7 smart habits for better brain health
Mind these tips to help keep your gray matter at its best
Your brain is a vital and multitalented marvel. You may not think of it as something you need to care for specifically. But there’s growing evidence that daily habits may help keep it healthy.
It’s not too early — or late
No matter your age, here are seven wise behaviors. Together, they can help boost and protect your brainpower — and may mean a healthier and happier future for you.
- Eat food for thought. Like your heart, your brain benefits from foods rich in nutrients. Enjoy a variety of vegetables, fruits, whole grains and unsalted nuts.

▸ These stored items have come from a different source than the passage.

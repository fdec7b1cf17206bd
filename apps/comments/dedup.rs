use crate::models::comments::Comment;
use serde::{Deserialize, Serialize};
use serde_json::Value;
use std::{
    collections::{BTreeMap, HashSet},
    str::FromStr,
};

/// How two comment records are judged to be the same comment.
#[derive(Debug, Clone, Copy, Default, PartialEq, Eq, Serialize, Deserialize)]
#[serde(rename_all = "snake_case")]
pub enum DedupStrategy {
    /// Full-content serialization. Distinct comments with identical content,
    /// author and timestamp collapse into one.
    #[default]
    Content,
    /// Comment identifier only.
    Id,
}

impl FromStr for DedupStrategy {
    type Err = String;

    fn from_str(s: &str) -> Result<Self, Self::Err> {
        match s.trim().to_ascii_lowercase().as_str() {
            "content" => Ok(DedupStrategy::Content),
            "id" => Ok(DedupStrategy::Id),
            other => Err(format!("unknown dedup strategy: {other}")),
        }
    }
}

/// Drops duplicate comments. First occurrence wins and survivors keep their
/// relative order.
pub fn dedup_comments<'a, I>(comments: I, strategy: DedupStrategy) -> Vec<Comment>
where
    I: IntoIterator<Item = &'a Comment>,
{
    let mut seen = HashSet::new();
    comments
        .into_iter()
        .filter(|comment| seen.insert(canonical_key(comment, strategy)))
        .cloned()
        .collect()
}

fn canonical_key(comment: &Comment, strategy: DedupStrategy) -> String {
    match strategy {
        DedupStrategy::Content => serde_json::to_value(comment)
            .map(|value| canonical_json(&value))
            .unwrap_or_else(|_| format!("id:{}", comment.id)),
        DedupStrategy::Id => comment.id.clone(),
    }
}

/// Compact JSON with object keys sorted at every level, independent of how
/// `serde_json::Map` orders its entries.
fn canonical_json(value: &Value) -> String {
    match value {
        Value::Object(map) => {
            let fields: BTreeMap<_, _> = map.iter().map(|(k, v)| (k, canonical_json(v))).collect();
            let body: Vec<_> = fields
                .into_iter()
                .map(|(k, v)| format!("{}:{v}", Value::String(k.clone())))
                .collect();
            format!("{{{}}}", body.join(","))
        }
        Value::Array(items) => {
            let body: Vec<_> = items.iter().map(canonical_json).collect();
            format!("[{}]", body.join(","))
        }
        other => other.to_string(),
    }
}
use super::date_format::{self, Timestamp};
use chrono::{DateTime, Utc};
use serde::{Deserialize, Serialize};
use std::fmt;

/// Stance a commenter attaches to a comment, encoded as `1..=5` on the wire.
#[derive(Debug, Clone, Copy, PartialEq, Eq, Hash, PartialOrd, Ord, Serialize, Deserialize)]
#[serde(try_from = "u8", into = "u8")]
pub enum Sentiment {
    Against = 1,
    SlightlyAgainst = 2,
    Neutral = 3,
    SlightlyFor = 4,
    For = 5,
}

impl Sentiment {
    pub const ALL: [Sentiment; 5] = [
        Sentiment::Against,
        Sentiment::SlightlyAgainst,
        Sentiment::Neutral,
        Sentiment::SlightlyFor,
        Sentiment::For,
    ];

    pub fn from_code(code: u8) -> Option<Self> {
        match code {
            1 => Some(Sentiment::Against),
            2 => Some(Sentiment::SlightlyAgainst),
            3 => Some(Sentiment::Neutral),
            4 => Some(Sentiment::SlightlyFor),
            5 => Some(Sentiment::For),
            _ => None,
        }
    }

    pub fn code(self) -> u8 {
        self as u8
    }

    /// Zero-based position, used to index per-category tables.
    pub fn ordinal(self) -> usize {
        self as usize - 1
    }

    pub fn label(self) -> &'static str {
        match self {
            Sentiment::Against => "Completely Against",
            Sentiment::SlightlyAgainst => "Slightly Against",
            Sentiment::Neutral => "Neutral",
            Sentiment::SlightlyFor => "Slightly For",
            Sentiment::For => "Completely For",
        }
    }
}

impl TryFrom<u8> for Sentiment {
    type Error = String;

    fn try_from(code: u8) -> Result<Self, Self::Error> {
        Sentiment::from_code(code).ok_or_else(|| format!("invalid sentiment code: {code}"))
    }
}

impl From<Sentiment> for u8 {
    fn from(sentiment: Sentiment) -> Self {
        sentiment.code()
    }
}

impl fmt::Display for Sentiment {
    fn fmt(&self, f: &mut fmt::Formatter<'_>) -> fmt::Result {
        f.write_str(self.label())
    }
}

/// A discussion comment as returned by the comments-by-timeline endpoint.
///
/// Fields this crate does not interpret are kept in `extra` so the record
/// serializes back to its full content.
#[derive(Debug, Clone, PartialEq, Serialize, Deserialize)]
pub struct Comment {
    pub id: String,
    /// Kept verbatim; a missing or unreadable value does not reject the record.
    #[serde(default, skip_serializing_if = "Timestamp::is_missing")]
    pub created_at: Timestamp,
    #[serde(
        default,
        with = "sentiment_code",
        skip_serializing_if = "Option::is_none"
    )]
    pub sentiment: Option<Sentiment>,
    #[serde(default, skip_serializing_if = "Option::is_none")]
    pub content: Option<String>,
    #[serde(default, skip_serializing_if = "Option::is_none")]
    pub username: Option<String>,
    #[serde(default, skip_serializing_if = "Option::is_none")]
    pub user_id: Option<i64>,
    #[serde(
        default,
        with = "date_format::option",
        skip_serializing_if = "Option::is_none"
    )]
    pub updated_at: Option<DateTime<Utc>>,
    #[serde(default, skip_serializing_if = "Option::is_none")]
    pub post_index: Option<serde_json::Value>,
    #[serde(default, skip_serializing_if = "Option::is_none")]
    pub post_type: Option<String>,
    #[serde(flatten)]
    pub extra: serde_json::Map<String, serde_json::Value>,
}

impl Comment {
    pub fn new(id: impl Into<String>, created_at: DateTime<Utc>) -> Self {
        Self {
            id: id.into(),
            created_at: created_at.into(),
            sentiment: None,
            content: None,
            username: None,
            user_id: None,
            updated_at: None,
            post_index: None,
            post_type: None,
            extra: serde_json::Map::new(),
        }
    }

    pub fn with_sentiment(mut self, sentiment: Sentiment) -> Self {
        self.sentiment = Some(sentiment);
        self
    }

    pub fn with_content(mut self, content: impl Into<String>) -> Self {
        self.content = Some(content.into());
        self
    }

    /// Parsed creation time, `None` when missing or unreadable.
    pub fn created_at(&self) -> Option<DateTime<Utc>> {
        self.created_at.value()
    }

    /// Fragment the renderer scrolls to after the comment is posted.
    pub fn anchor(&self) -> String {
        format!("#{}", self.id)
    }
}

/// `0`, `null`, a missing field or an unknown code all mean "no sentiment".
mod sentiment_code {
    use super::Sentiment;
    use serde::{Deserialize, Deserializer, Serializer};

    pub fn serialize<S>(sentiment: &Option<Sentiment>, serializer: S) -> Result<S::Ok, S::Error>
    where
        S: Serializer,
    {
        match sentiment {
            Some(sentiment) => serializer.serialize_u8(sentiment.code()),
            None => serializer.serialize_none(),
        }
    }

    pub fn deserialize<'de, D>(deserializer: D) -> Result<Option<Sentiment>, D::Error>
    where
        D: Deserializer<'de>,
    {
        let code = Option::<serde_json::Value>::deserialize(deserializer)?;
        Ok(code
            .as_ref()
            .and_then(serde_json::Value::as_u64)
            .and_then(|code| u8::try_from(code).ok())
            .and_then(Sentiment::from_code))
    }
}
use crate::dedup::DedupStrategy;
use anyhow::{Context, Result};
use once_cell::sync::OnceCell;
use serde::Deserialize;
use std::{env, fs, path::Path};
use tracing::{info, warn};
use utils::errors::{
    CONFIG_ALREADY_INITIALIZED, CONFIG_NOT_INITIALIZED, CONFIG_PARSE_FAILED, CONFIG_READ_FAILED,
};

pub static CONFIG: OnceCell<CommentsConfig> = OnceCell::new();

pub const DEFAULT_CONFIG_PATH: &str = "comments.yaml";

#[derive(Debug, Clone, Deserialize, Default, PartialEq)]
#[serde(default)]
pub struct CommentsConfig {
    pub api: ApiConfig,
    pub dedup_strategy: DedupStrategy,
    pub server: ServerConfig,
}

#[derive(Debug, Clone, Deserialize, PartialEq)]
#[serde(default)]
pub struct ApiConfig {
    pub base_url: String,
    pub comments_path: String,
    pub token: Option<String>,
    /// Transient-failure retries. Zero keeps the fetch single-shot.
    pub max_retries: u32,
    pub timeout_secs: u64,
}

impl Default for ApiConfig {
    fn default() -> Self {
        Self {
            base_url: "http://localhost:8080".to_string(),
            comments_path: "api/v1/posts/comments/getCommentsByTimeline".to_string(),
            token: None,
            max_retries: 0,
            timeout_secs: 30,
        }
    }
}

impl ApiConfig {
    pub fn endpoint(&self) -> String {
        format!(
            "{}/{}",
            self.base_url.trim_end_matches('/'),
            self.comments_path.trim_start_matches('/')
        )
    }
}

#[derive(Debug, Clone, Deserialize, PartialEq)]
#[serde(default)]
pub struct ServerConfig {
    pub listen_addr: String,
}

impl Default for ServerConfig {
    fn default() -> Self {
        Self {
            listen_addr: "0.0.0.0:3000".to_string(),
        }
    }
}

pub fn load() -> Result<()> {
    let config = load_config();
    CONFIG
        .set(config)
        .map_err(|_| anyhow::anyhow!(CONFIG_ALREADY_INITIALIZED))?;
    Ok(())
}

pub fn get_config() -> Result<&'static CommentsConfig> {
    CONFIG.get().context(CONFIG_NOT_INITIALIZED)
}

/// Reads the YAML file named by `COMMENTS_CONFIG_PATH`, falling back to
/// defaults when it is missing or invalid, then applies env overrides.
pub fn load_config() -> CommentsConfig {
    let path = env::var("COMMENTS_CONFIG_PATH").unwrap_or_else(|_| DEFAULT_CONFIG_PATH.to_string());
    let mut config = match read_config_file(Path::new(&path)) {
        Ok(config) => config,
        Err(err) => {
            warn!(error = %err, path = %path, "Comments config unavailable, using defaults");
            CommentsConfig::default()
        }
    };

    apply_env_overrides(&mut config);

    info!(
        endpoint = %config.api.endpoint(),
        max_retries = config.api.max_retries,
        dedup_strategy = ?config.dedup_strategy,
        listen_addr = %config.server.listen_addr,
        "Comments config loaded"
    );

    config
}

pub fn read_config_file(path: &Path) -> Result<CommentsConfig> {
    let contents = fs::read_to_string(path)
        .with_context(|| format!("{CONFIG_READ_FAILED}: {}", path.display()))?;
    serde_yaml::from_str(&contents).with_context(|| format!("{CONFIG_PARSE_FAILED}: {}", path.display()))
}

fn apply_env_overrides(config: &mut CommentsConfig) {
    if let Ok(value) = env::var("COMMENTS_API_BASE_URL") {
        config.api.base_url = value;
    }

    if let Ok(value) = env::var("COMMENTS_API_PATH") {
        config.api.comments_path = value;
    }

    if let Ok(value) = env::var("COMMENTS_API_TOKEN") {
        config.api.token = Some(value).filter(|t| !t.is_empty());
    }

    if let Ok(value) = env::var("COMMENTS_API_MAX_RETRIES") {
        match value.parse::<u32>() {
            Ok(retries) => config.api.max_retries = retries,
            Err(err) => warn!(error = %err, "Failed to parse COMMENTS_API_MAX_RETRIES override"),
        }
    }

    if let Ok(value) = env::var("COMMENTS_API_TIMEOUT_SECS") {
        match value.parse::<u64>() {
            Ok(secs) => config.api.timeout_secs = secs,
            Err(err) => warn!(error = %err, "Failed to parse COMMENTS_API_TIMEOUT_SECS override"),
        }
    }

    if let Ok(value) = env::var("COMMENTS_DEDUP_STRATEGY") {
        match value.parse::<DedupStrategy>() {
            Ok(strategy) => config.dedup_strategy = strategy,
            Err(err) => warn!(error = %err, "Failed to parse COMMENTS_DEDUP_STRATEGY override"),
        }
    }

    if let Ok(value) = env::var("COMMENTS_LISTEN_ADDR") {
        config.server.listen_addr = value;
    }
}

Want a specific diet for both better heart and brain health? Consider one of these sound options: the DASH eating plan and the Mediterranean diet.
Bonus brainy fact: Omega-3 fatty acids may play a role in brain health. Good food sources include salmon, walnuts and flaxseed oil.

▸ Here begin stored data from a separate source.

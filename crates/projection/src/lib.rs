//! Coordinate reference system transformations and mesh construction.
//!
//! Projection math is implemented from scratch without external dependencies:
//! the registry knows geographic (EPSG:4326) and Web Mercator (EPSG:3857)
//! out of the box and accepts custom projections with user-supplied
//! transforms.

pub mod mercator;
pub mod registry;
pub mod resolution;
pub mod triangulation;

pub use registry::{CoordTransform, ProjectionRegistry};
pub use resolution::{calculate_source_resolution, get_point_resolution};
pub use triangulation::{Triangle, Triangulation};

- Pump it up. Aerobic activity gets your heart pumping.* That sends more nourishing blood throughout the body, including to your head. This may benefit brain cells — and help preserve thinking skills as we age.
- Know your numbers. Health conditions that harm your heart may also raise your risk for dementia. These include high cholesterol, blood pressure and blood sugar. Talk with your doctor about what your numbers should be and how you can get there.**
- Keep it fired up. Be a lifelong learner. Enroll in a class at your community college. Explore a new language, craft or artistic skill. Engage your mind with crosswords or jigsaw puzzles.
Bonus brainy fact: Regularly challenging your mind may provide short- and long-term benefits for your brainpower.
- Get your ZZZs, please. Sleep gives your brain time to repair and restore itself. If your brain doesn’t get enough rest, that can mess with your memory and thinking skills. Talk with your doctor if you’re having trouble sleeping or don’t wake up feeling refreshed.
- Connect with others. Social interaction may help keep your brain sharp and fend off cognitive decline. Nurture old friendships — and seek new ones. Consider joining a book club or walking group. Volunteer at a local animal shelter or after-school program.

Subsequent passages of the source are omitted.